*Work to complete:* Go through the lines below. Copy those with "erin".

*Dataset records:*

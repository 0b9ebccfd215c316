//! In-memory GraphStore.
//!
//! Star edges live on the user side only. A repository's stargazers are
//! read back from those edges, so `put_repository` and `put_user` feed the
//! same relation and neither can shrink it.

use std::collections::{BTreeSet, HashMap};

use async_trait::async_trait;
use chrono::{DateTime, TimeDelta, Utc};
use tokio::sync::RwLock;

use crate::domain::{Repository, Stargazer, StarredRepository, SuggestionItem, User};
use crate::ports::{GraphStore, StoreError, SuggestionPolicy};

#[derive(Default)]
struct Graph {
    users: HashMap<String, User>,
    /// Labels and languages only; stargazers come from `users`.
    repositories: HashMap<String, Repository>,
}

impl Graph {
    /// A first write goes through `merge` too, so repeats inside one view
    /// collapse the same way on every write.
    fn merge_user(&mut self, user: User) {
        self.users
            .entry(user.name.clone())
            .or_insert_with(|| User::new(user.name.as_str()))
            .merge(user);
    }

    fn stargazers_of(&self, repository: &str) -> Vec<Stargazer> {
        let mut stargazers: Vec<Stargazer> = self
            .users
            .values()
            .filter_map(|user| {
                user.stars
                    .iter()
                    .find(|s| s.repository == repository)
                    .map(|s| Stargazer::new(user.name.clone(), s.starred_at))
            })
            .collect();
        stargazers.sort_by(|a, b| a.starred_at.cmp(&b.starred_at).then(a.user.cmp(&b.user)));
        stargazers
    }

    /// followee names of `user` that exist in the graph, deduplicated
    fn followees_of<'a>(&'a self, user: &'a User) -> impl Iterator<Item = &'a User> + 'a {
        let distinct: BTreeSet<&str> = user.followees.iter().map(String::as_str).collect();
        distinct
            .into_iter()
            .filter(move |name| *name != user.name)
            .filter_map(|name| self.users.get(name))
    }
}

#[derive(Default)]
pub struct MemoryGraphStore {
    graph: RwLock<Graph>,
}

impl MemoryGraphStore {
    pub fn new() -> Self {
        Self::default()
    }

    pub async fn user_count(&self) -> usize {
        self.graph.read().await.users.len()
    }
}

#[async_trait]
impl GraphStore for MemoryGraphStore {
    async fn put_user(&self, user: &User) -> Result<(), StoreError> {
        if user.name.is_empty() {
            return Err(StoreError::Invalid("user without a name".to_string()));
        }
        self.graph.write().await.merge_user(user.clone());
        Ok(())
    }

    async fn put_repository(&self, repository: &Repository) -> Result<(), StoreError> {
        if repository.owner_and_name().is_none() {
            return Err(StoreError::Invalid(format!(
                "repository name {:?} is not owner/repo",
                repository.name
            )));
        }

        let mut graph = self.graph.write().await;
        let labels = Repository {
            stargazers: Vec::new(),
            ..repository.clone()
        };
        match graph.repositories.get_mut(&repository.name) {
            Some(existing) => existing.merge_labels(&labels),
            None => {
                graph.repositories.insert(repository.name.clone(), labels);
            }
        }

        for stargazer in &repository.stargazers {
            graph.merge_user(User::new(stargazer.user.clone()).with_stars(vec![
                StarredRepository::new(repository.name.clone(), stargazer.starred_at),
            ]));
        }
        Ok(())
    }

    async fn get_user(&self, name: &str) -> Result<Option<User>, StoreError> {
        Ok(self.graph.read().await.users.get(name).cloned())
    }

    async fn get_repository(&self, name: &str) -> Result<Option<Repository>, StoreError> {
        let graph = self.graph.read().await;
        Ok(graph.repositories.get(name).map(|repository| Repository {
            stargazers: graph.stargazers_of(name),
            ..repository.clone()
        }))
    }

    async fn get_user_suggestion(
        &self,
        user: &str,
        policy: &SuggestionPolicy,
        now: DateTime<Utc>,
    ) -> Result<Vec<SuggestionItem>, StoreError> {
        let graph = self.graph.read().await;
        let Some(user) = graph.users.get(user) else {
            return Ok(Vec::new());
        };
        let window = TimeDelta::from_std(policy.window)
            .map_err(|e| StoreError::Invalid(format!("suggestion window out of range: {e}")))?;
        let since = now - window;

        // repository -> followees who starred it inside the window
        let mut starred_by: HashMap<&str, BTreeSet<&str>> = HashMap::new();
        // user -> followees who follow them
        let mut followed_by: HashMap<&str, BTreeSet<&str>> = HashMap::new();

        for followee in graph.followees_of(user) {
            for star in followee.stars.iter().filter(|s| s.starred_at > since) {
                if user.has_starred(&star.repository) {
                    continue;
                }
                starred_by
                    .entry(star.repository.as_str())
                    .or_default()
                    .insert(followee.name.as_str());
            }
            for candidate in &followee.followees {
                if *candidate == user.name || user.follows(candidate) {
                    continue;
                }
                followed_by
                    .entry(candidate.as_str())
                    .or_default()
                    .insert(followee.name.as_str());
            }
        }

        let mut items: Vec<SuggestionItem> = rank(starred_by, policy.min_followees, policy.limit)
            .into_iter()
            .map(|(repository, followees)| {
                SuggestionItem::star_repository(
                    repository,
                    format!(
                        "starred by {} of your followees ({})",
                        followees.len(),
                        followees.join(", ")
                    ),
                )
            })
            .collect();

        items.extend(
            rank(
                followed_by,
                policy.min_common_followees,
                policy.follow_limit,
            )
            .into_iter()
            .map(|(login, followees)| {
                SuggestionItem::follow_user(
                    login,
                    format!(
                        "followed by {} of your followees ({})",
                        followees.len(),
                        followees.join(", ")
                    ),
                )
            }),
        );

        Ok(items)
    }
}

/// Count descending, then name ascending.
fn rank<'a>(
    candidates: HashMap<&'a str, BTreeSet<&'a str>>,
    min: usize,
    limit: usize,
) -> Vec<(&'a str, Vec<&'a str>)> {
    let mut ranked: Vec<(&str, Vec<&str>)> = candidates
        .into_iter()
        .filter(|(_, who)| who.len() >= min.max(1))
        .map(|(value, who)| (value, who.into_iter().collect()))
        .collect();
    ranked.sort_by(|a, b| b.1.len().cmp(&a.1.len()).then(a.0.cmp(b.0)));
    ranked.truncate(limit);
    ranked
}

#[cfg(test)]
mod tests {
    use super::*;
    use crate::domain::SuggestionKind;
    use chrono::TimeZone;

    fn now() -> DateTime<Utc> {
        Utc.with_ymd_and_hms(2024, 3, 15, 12, 0, 0).unwrap()
    }

    fn days_ago(days: i64) -> DateTime<Utc> {
        now() - TimeDelta::days(days)
    }

    fn star(repository: &str, days: i64) -> StarredRepository {
        StarredRepository::new(repository, days_ago(days))
    }

    fn names(list: &[&str]) -> Vec<String> {
        list.iter().map(|s| s.to_string()).collect()
    }

    #[tokio::test]
    async fn partial_views_merge_into_union() {
        let store = MemoryGraphStore::new();
        store
            .put_user(&User::new("alice").with_followees(names(&["bob", "carol"])))
            .await
            .unwrap();
        store
            .put_user(&User::new("alice").with_stars(vec![star("x/y", 1)]))
            .await
            .unwrap();
        store
            .put_user(&User::new("alice").with_followees(names(&["carol", "dave"])))
            .await
            .unwrap();

        let alice = store.get_user("alice").await.unwrap().unwrap();
        assert_eq!(alice.followees, names(&["bob", "carol", "dave"]));
        assert_eq!(alice.stars, vec![star("x/y", 1)]);
    }

    #[tokio::test]
    async fn reapplying_a_view_is_a_no_op() {
        let store = MemoryGraphStore::new();
        let view = User::new("alice")
            .with_followees(names(&["bob"]))
            .with_stars(vec![star("x/y", 2)]);
        store.put_user(&view).await.unwrap();
        store.put_user(&view).await.unwrap();

        assert_eq!(store.get_user("alice").await.unwrap(), Some(view));
    }

    #[tokio::test]
    async fn reapplying_a_view_with_repeats_is_a_no_op() {
        let store = MemoryGraphStore::new();
        let view = User::new("alice")
            .with_followees(names(&["bob", "bob"]))
            .with_stars(vec![star("x/y", 3), star("x/y", 2)]);

        store.put_user(&view).await.unwrap();
        let once = store.get_user("alice").await.unwrap().unwrap();
        store.put_user(&view).await.unwrap();
        let twice = store.get_user("alice").await.unwrap().unwrap();

        assert_eq!(once, twice);
        assert_eq!(once.followees, names(&["bob"]));
        assert_eq!(once.stars, vec![star("x/y", 2)]);
    }

    #[tokio::test]
    async fn repository_stargazers_become_star_edges() {
        let store = MemoryGraphStore::new();
        let mut repo = Repository::new("x/y");
        repo.labels = names(&["rust"]);
        repo.languages = names(&["Rust"]);
        repo.stargazers = vec![Stargazer::new("bob", days_ago(2))];
        store.put_repository(&repo).await.unwrap();
        store
            .put_user(&User::new("carol").with_stars(vec![star("x/y", 1)]))
            .await
            .unwrap();

        let mut relabel = Repository::new("x/y");
        relabel.labels = names(&["cli"]);
        store.put_repository(&relabel).await.unwrap();

        let stored = store.get_repository("x/y").await.unwrap().unwrap();
        assert_eq!(stored.labels, names(&["rust", "cli"]));
        assert_eq!(stored.languages, names(&["Rust"]));
        assert_eq!(
            stored.stargazers,
            vec![
                Stargazer::new("bob", days_ago(2)),
                Stargazer::new("carol", days_ago(1)),
            ]
        );
        assert!(store.get_user("bob").await.unwrap().unwrap().has_starred("x/y"));
    }

    #[tokio::test]
    async fn malformed_repository_name_is_rejected() {
        let store = MemoryGraphStore::new();
        let err = store.put_repository(&Repository::new("nope")).await;
        assert!(matches!(err, Err(StoreError::Invalid(_))));
    }

    #[tokio::test]
    async fn recent_stars_of_followees_rank_first_and_old_ones_drop_out() {
        let store = MemoryGraphStore::new();
        store
            .put_user(&User::new("alice").with_followees(names(&["bob", "carol", "dave"])))
            .await
            .unwrap();
        for followee in ["bob", "carol", "dave"] {
            store
                .put_user(&User::new(followee).with_stars(vec![star("x/y", 3)]))
                .await
                .unwrap();
        }
        store
            .put_user(&User::new("bob").with_stars(vec![star("a/b", 10)]))
            .await
            .unwrap();

        let items = store
            .get_user_suggestion("alice", &SuggestionPolicy::default(), now())
            .await
            .unwrap();

        let top = &items[0];
        assert_eq!(top.kind, SuggestionKind::StarRepository);
        assert_eq!(top.value, "x/y");
        assert!(top.reason.contains("3 of your followees"), "{}", top.reason);
        assert!(items.iter().all(|item| item.value != "a/b"));
    }

    #[tokio::test]
    async fn ranking_breaks_ties_by_name_and_honours_limit() {
        let store = MemoryGraphStore::new();
        store
            .put_user(&User::new("alice").with_followees(names(&["bob", "carol"])))
            .await
            .unwrap();
        store
            .put_user(&User::new("bob").with_stars(vec![
                star("z/z", 1),
                star("m/m", 1),
                star("a/a", 1),
            ]))
            .await
            .unwrap();
        store
            .put_user(&User::new("carol").with_stars(vec![star("z/z", 2)]))
            .await
            .unwrap();

        let policy = SuggestionPolicy {
            limit: 2,
            ..SuggestionPolicy::default()
        };
        let items = store
            .get_user_suggestion("alice", &policy, now())
            .await
            .unwrap();
        let values: Vec<&str> = items.iter().map(|i| i.value.as_str()).collect();
        assert_eq!(values, vec!["z/z", "a/a"]);
    }

    #[tokio::test]
    async fn already_starred_repositories_are_not_suggested() {
        let store = MemoryGraphStore::new();
        store
            .put_user(
                &User::new("alice")
                    .with_followees(names(&["bob"]))
                    .with_stars(vec![star("x/y", 30)]),
            )
            .await
            .unwrap();
        store
            .put_user(&User::new("bob").with_stars(vec![star("x/y", 1)]))
            .await
            .unwrap();

        let items = store
            .get_user_suggestion("alice", &SuggestionPolicy::default(), now())
            .await
            .unwrap();
        assert!(items.is_empty());
    }

    #[tokio::test]
    async fn users_followed_by_several_followees_are_suggested() {
        let store = MemoryGraphStore::new();
        store
            .put_user(&User::new("alice").with_followees(names(&["bob", "carol", "erin"])))
            .await
            .unwrap();
        store
            .put_user(&User::new("bob").with_followees(names(&["dave", "erin", "alice"])))
            .await
            .unwrap();
        store
            .put_user(&User::new("carol").with_followees(names(&["dave", "alice"])))
            .await
            .unwrap();

        let items = store
            .get_user_suggestion("alice", &SuggestionPolicy::default(), now())
            .await
            .unwrap();
        assert_eq!(
            items,
            vec![SuggestionItem::follow_user(
                "dave",
                "followed by 2 of your followees (bob, carol)"
            )]
        );
    }

    #[tokio::test]
    async fn unknown_user_gets_no_suggestion() {
        let store = MemoryGraphStore::new();
        let items = store
            .get_user_suggestion("ghost", &SuggestionPolicy::default(), now())
            .await
            .unwrap();
        assert!(items.is_empty());
    }
}
//! Users as seen by the graph: follow edges and star edges.

use std::collections::HashSet;

use chrono::{DateTime, Utc};
use serde::{Deserialize, Serialize};

/// A star edge from a user to a repository.
#[derive(Debug, Clone, PartialEq, Eq, Hash, Serialize, Deserialize)]
#[serde(rename_all = "camelCase")]
pub struct StarredRepository {
    /// `owner/repo`
    pub repository: String,
    pub starred_at: DateTime<Utc>,
}

impl StarredRepository {
    pub fn new(repository: impl Into<String>, starred_at: DateTime<Utc>) -> Self {
        Self {
            repository: repository.into(),
            starred_at,
        }
    }
}

/// A (possibly partial) view of a user.
///
/// Crawl stages fill in different fields: onboarding knows the followees,
/// followee expansion knows the stars. Stores merge these views with
/// [`User::merge`] instead of overwriting.
#[derive(Debug, Clone, Default, PartialEq, Eq, Serialize, Deserialize)]
pub struct User {
    pub name: String,
    #[serde(default, skip_serializing_if = "Vec::is_empty")]
    pub followees: Vec<String>,
    #[serde(default, skip_serializing_if = "Vec::is_empty")]
    pub stars: Vec<StarredRepository>,
}

impl User {
    pub fn new(name: impl Into<String>) -> Self {
        Self {
            name: name.into(),
            ..Self::default()
        }
    }

    pub fn with_followees(mut self, followees: Vec<String>) -> Self {
        self.followees = followees;
        self
    }

    pub fn with_stars(mut self, stars: Vec<StarredRepository>) -> Self {
        self.stars = stars;
        self
    }

    /// Field-wise union with another view of the same user.
    ///
    /// Followees keep their first-seen order and never shrink. Stars are
    /// keyed by repository; a repeated star keeps the latest timestamp.
    pub fn merge(&mut self, other: User) {
        let mut known: HashSet<String> = self.followees.iter().cloned().collect();
        for followee in other.followees {
            if known.insert(followee.clone()) {
                self.followees.push(followee);
            }
        }

        for star in other.stars {
            match self
                .stars
                .iter_mut()
                .find(|existing| existing.repository == star.repository)
            {
                Some(existing) => {
                    if star.starred_at > existing.starred_at {
                        existing.starred_at = star.starred_at;
                    }
                }
                None => self.stars.push(star),
            }
        }
    }

    /// Distinct starred repositories in first-seen order.
    pub fn starred_repositories(&self) -> Vec<&str> {
        let mut seen = HashSet::new();
        self.stars
            .iter()
            .map(|s| s.repository.as_str())
            .filter(|r| seen.insert(*r))
            .collect()
    }

    pub fn has_starred(&self, repository: &str) -> bool {
        self.stars.iter().any(|s| s.repository == repository)
    }

    pub fn follows(&self, name: &str) -> bool {
        self.followees.iter().any(|f| f == name)
    }
}

#[cfg(test)]
mod tests {
    use super::*;
    use chrono::TimeZone;

    fn ts(day: u32) -> DateTime<Utc> {
        Utc.with_ymd_and_hms(2024, 3, day, 0, 0, 0).unwrap()
    }

    #[test]
    fn merge_is_a_union_of_partial_views() {
        let mut user = User::new("alice").with_followees(vec!["bob".into(), "carol".into()]);
        user.merge(User::new("alice").with_stars(vec![StarredRepository::new("x/y", ts(1))]));
        user.merge(User::new("alice").with_followees(vec!["carol".into(), "dave".into()]));

        assert_eq!(user.followees, vec!["bob", "carol", "dave"]);
        assert_eq!(user.stars, vec![StarredRepository::new("x/y", ts(1))]);
    }

    #[test]
    fn merge_never_shrinks() {
        let mut user = User::new("alice")
            .with_followees(vec!["bob".into()])
            .with_stars(vec![StarredRepository::new("x/y", ts(1))]);
        user.merge(User::new("alice"));

        assert_eq!(user.followees.len(), 1);
        assert_eq!(user.stars.len(), 1);
    }

    #[test]
    fn merge_keeps_latest_star_timestamp() {
        let mut user = User::new("alice").with_stars(vec![StarredRepository::new("x/y", ts(5))]);
        user.merge(User::new("alice").with_stars(vec![StarredRepository::new("x/y", ts(2))]));
        assert_eq!(user.stars[0].starred_at, ts(5));

        user.merge(User::new("alice").with_stars(vec![StarredRepository::new("x/y", ts(9))]));
        assert_eq!(user.stars[0].starred_at, ts(9));
        assert_eq!(user.stars.len(), 1);
    }

    #[test]
    fn merging_the_same_view_twice_is_a_no_op() {
        let view = User::new("alice")
            .with_followees(vec!["bob".into()])
            .with_stars(vec![StarredRepository::new("x/y", ts(1))]);
        let mut user = view.clone();
        user.merge(view.clone());
        assert_eq!(user, view);
    }

    #[test]
    fn merging_into_an_empty_view_collapses_repeats() {
        let view = User::new("alice")
            .with_followees(vec!["bob".into(), "bob".into()])
            .with_stars(vec![
                StarredRepository::new("x/y", ts(1)),
                StarredRepository::new("x/y", ts(2)),
            ]);

        let mut once = User::new("alice");
        once.merge(view.clone());
        let mut twice = once.clone();
        twice.merge(view);

        assert_eq!(once.followees, vec!["bob"]);
        assert_eq!(once.stars, vec![StarredRepository::new("x/y", ts(2))]);
        assert_eq!(twice, once);
    }

    #[test]
    fn starred_repositories_are_distinct() {
        let user = User::new("alice").with_stars(vec![
            StarredRepository::new("x/y", ts(1)),
            StarredRepository::new("a/b", ts(2)),
            StarredRepository::new("x/y", ts(3)),
        ]);
        assert_eq!(user.starred_repositories(), vec!["x/y", "a/b"]);
    }
}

*Result:*
            .put_user(&User::new("alice").with_followees(names(&["bob", "carol", "erin"])))
            .put_user(&User::new("bob").with_followees(names(&["dave", "erin", "alice"])))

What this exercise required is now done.